= Beginning of Section =

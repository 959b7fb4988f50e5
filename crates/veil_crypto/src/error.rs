use thiserror::Error;

#[derive(Debug, Error)]
pub enum CryptoError {
    #[error("Key generation failed: {0}")]
    KeyGeneration(String),

    #[error("Key recovery failed (wrong password or corrupted wrapped key)")]
    KeyRecovery,

    #[error("Decryption failed (authentication tag mismatch — possible tampering)")]
    Decryption,

    #[error("AEAD encryption failed")]
    AeadEncrypt,

    #[error("Invalid key interchange data: {0}")]
    KeyCodec(String),

    #[error("Key derivation failed: {0}")]
    KeyDerivation(String),

    #[error("Serialisation error: {0}")]
    Serialisation(#[from] serde_json::Error),

    #[error("Base64 decode error: {0}")]
    Base64Decode(#[from] base64::DecodeError),
}

impl CryptoError {
    /// Stable, enumerable error code for client UIs to branch on.
    pub fn code(&self) -> &'static str {
        match self {
            CryptoError::KeyGeneration(_) => "KEY_GENERATION_FAILED",
            CryptoError::KeyRecovery => "KEY_RECOVERY_FAILED",
            CryptoError::Decryption => "DECRYPTION_FAILED",
            CryptoError::AeadEncrypt => "ENCRYPTION_FAILED",
            CryptoError::KeyCodec(_) => "KEY_CODEC_INVALID",
            CryptoError::KeyDerivation(_) => "KEY_DERIVATION_FAILED",
            CryptoError::Serialisation(_) => "SERIALISATION_FAILED",
            CryptoError::Base64Decode(_) => "DECODE_FAILED",
        }
    }
}
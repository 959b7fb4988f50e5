//! veil_relay — Asynchronous delivery pipeline for Veil Messenger
//!
//! Accepting a message and persisting it are decoupled: `submit` validates
//! and registers a job, a worker pool persists it (retrying transient
//! store failures with exponential backoff), and the recipient — if
//! connected — gets a best-effort realtime push.  The mailbox row is the
//! durable copy; push is only ever a nudge.
//!
//! # Layout
//! - `config` — pipeline tuning, env-var overridable
//! - `job` — job state machine and caller-side handle
//! - `queue` — submission, worker pool, retry, completion signaling
//! - `persist` — persistence seam and the SQLite-backed impl
//! - `push` — per-recipient realtime event channels
//! - `error` — delivery failure taxonomy
//!
//! ```no_run
//! # use std::{path::Path, sync::Arc};
//! # use veil_relay::{DeliveryConfig, DeliveryQueue, PushBridge};
//! # async fn demo() -> Result<(), Box<dyn std::error::Error>> {
//! let store = Arc::new(veil_store::Store::open(Path::new("veil.db")).await?);
//! let config = DeliveryConfig::from_env();
//! let push = PushBridge::new(config.push_buffer);
//! let queue = DeliveryQueue::new(store, push.clone(), config);
//! queue.start().await;
//! # Ok(())
//! # }
//! ```

pub mod config;
pub mod error;
pub mod job;
pub mod persist;
pub mod push;
pub mod queue;

pub use config::DeliveryConfig;
pub use error::DeliveryError;
pub use job::{JobHandle, JobState};
pub use persist::{MessagePersistence, PersistError};
pub use push::{PushBridge, Subscription};
pub use queue::DeliveryQueue;
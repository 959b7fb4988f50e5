use thiserror::Error;

use veil_proto::ErrorCode;

#[derive(Debug, Error)]
pub enum StoreError {
    #[error("Database error: {0}")]
    Database(#[from] sqlx::Error),

    #[error("Record not found: {0}")]
    NotFound(String),

    #[error("A wrapped key already exists for user {0}")]
    AlreadyExists(String),

    #[error("Corrupted row: {0}")]
    Corrupt(String),

    #[error("Migration error: {0}")]
    Migration(String),
}

impl StoreError {
    /// Stable error code for the HTTP layer's `ErrorResponse`.
    pub fn code(&self) -> ErrorCode {
        match self {
            StoreError::NotFound(_) => ErrorCode::KeyNotFound,
            StoreError::AlreadyExists(_) => ErrorCode::KeyAlreadyExists,
            _ => ErrorCode::Internal,
        }
    }
}
use std::time::Duration;

use thiserror::Error;

use veil_proto::{EnvelopeValidationError, ErrorCode};

#[derive(Debug, Error)]
pub enum DeliveryError {
    #[error("Envelope validation failed: {0}")]
    Validation(#[from] EnvelopeValidationError),

    /// The job did not reach a terminal state within the wait budget.  It
    /// is still running; poll `job_status` to observe its outcome.
    #[error("Delivery not confirmed within {0:?}")]
    Timeout(Duration),

    #[error("Delivery failed after {attempts} attempts: {reason}")]
    Failed { attempts: u32, reason: String },

    #[error("Delivery queue is closed")]
    QueueClosed,
}

impl DeliveryError {
    /// Stable error code for the HTTP layer's `ErrorResponse`.
    pub fn code(&self) -> ErrorCode {
        match self {
            DeliveryError::Validation(_) => ErrorCode::ValidationFailed,
            DeliveryError::Timeout(_) => ErrorCode::ProcessingTimeout,
            DeliveryError::Failed { .. } => ErrorCode::MessageNotSent,
            DeliveryError::QueueClosed => ErrorCode::Internal,
        }
    }
}
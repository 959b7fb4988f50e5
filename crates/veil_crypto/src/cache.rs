//! Bounded, time-expiring cache for imported key handles.
//!
//! Importing a key from interchange form costs a parse + validation on every
//! message; within a session the same handful of public keys recurs, so a
//! small LRU cache amortises the cost.  The cache knows nothing about crypto
//! semantics and is never the sole source of truth — re-import from the
//! codec always produces an equivalent handle.
//!
//! - Capacity bound: least-recently-used entry is evicted on insert.
//! - TTL: an entry older than the TTL is treated as absent even if still
//!   physically cached, and evicted on access.
//! - `clear()` is invoked on logout so no key material outlives the session.

use std::num::NonZeroUsize;
use std::sync::Mutex;
use std::time::{Duration, Instant};

use lru::LruCache;
use tracing::debug;

pub const DEFAULT_CAPACITY: usize = 100;
pub const DEFAULT_TTL: Duration = Duration::from_secs(30 * 60);

struct Entry<T> {
    value: T,
    last_used: Instant,
}

/// Shared key-handle cache.  Interior mutability: callers hold `&KeyCache`
/// from any thread; each operation takes the single internal lock, which is
/// enough to keep LRU order consistent (no cross-entry locking needed).
pub struct KeyCache<T> {
    inner: Mutex<LruCache<String, Entry<T>>>,
    ttl: Duration,
}

impl<T: Clone> KeyCache<T> {
    pub fn new(capacity: usize, ttl: Duration) -> Self {
        let capacity = NonZeroUsize::new(capacity.max(1)).expect("max(1) is non-zero");
        Self {
            inner: Mutex::new(LruCache::new(capacity)),
            ttl,
        }
    }

    /// Return the cached handle for `fingerprint` if present and fresh.
    /// A hit refreshes both the TTL stamp and the LRU position; a stale
    /// entry is evicted and reported absent.
    pub fn get(&self, fingerprint: &str) -> Option<T> {
        let mut cache = self.lock();
        match cache.get_mut(fingerprint) {
            None => return None,
            Some(entry) => {
                if entry.last_used.elapsed() <= self.ttl {
                    entry.last_used = Instant::now();
                    return Some(entry.value.clone());
                }
            }
        }
        debug!(fingerprint, "key cache entry expired");
        cache.pop(fingerprint);
        None
    }

    /// Insert a handle, evicting the least-recently-used entry if at
    /// capacity.
    pub fn put(&self, fingerprint: String, handle: T) {
        let mut cache = self.lock();
        if let Some((evicted, _)) = cache.push(
            fingerprint,
            Entry { value: handle, last_used: Instant::now() },
        ) {
            debug!(fingerprint = %evicted, "key cache evicted LRU entry");
        }
    }

    /// Drop all entries.  Called on logout.
    pub fn clear(&self) {
        self.lock().clear();
    }

    pub fn len(&self) -> usize {
        self.lock().len()
    }

    pub fn is_empty(&self) -> bool {
        self.len() == 0
    }

    fn lock(&self) -> std::sync::MutexGuard<'_, LruCache<String, Entry<T>>> {
        // A poisoned lock only means another thread panicked mid-operation;
        // the LRU structure itself stays valid, so recover rather than
        // propagate the panic.
        self.inner.lock().unwrap_or_else(|poisoned| poisoned.into_inner())
    }
}

impl<T: Clone> Default for KeyCache<T> {
    fn default() -> Self {
        Self::new(DEFAULT_CAPACITY, DEFAULT_TTL)
    }
}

= End of Section =

* **Work item**
Every line above that carries the string "poisoned" should be copied.

* **Response**
        // A poisoned lock only means another thread panicked mid-operation;
        self.inner.lock().unwrap_or_else(|poisoned| poisoned.into_inner())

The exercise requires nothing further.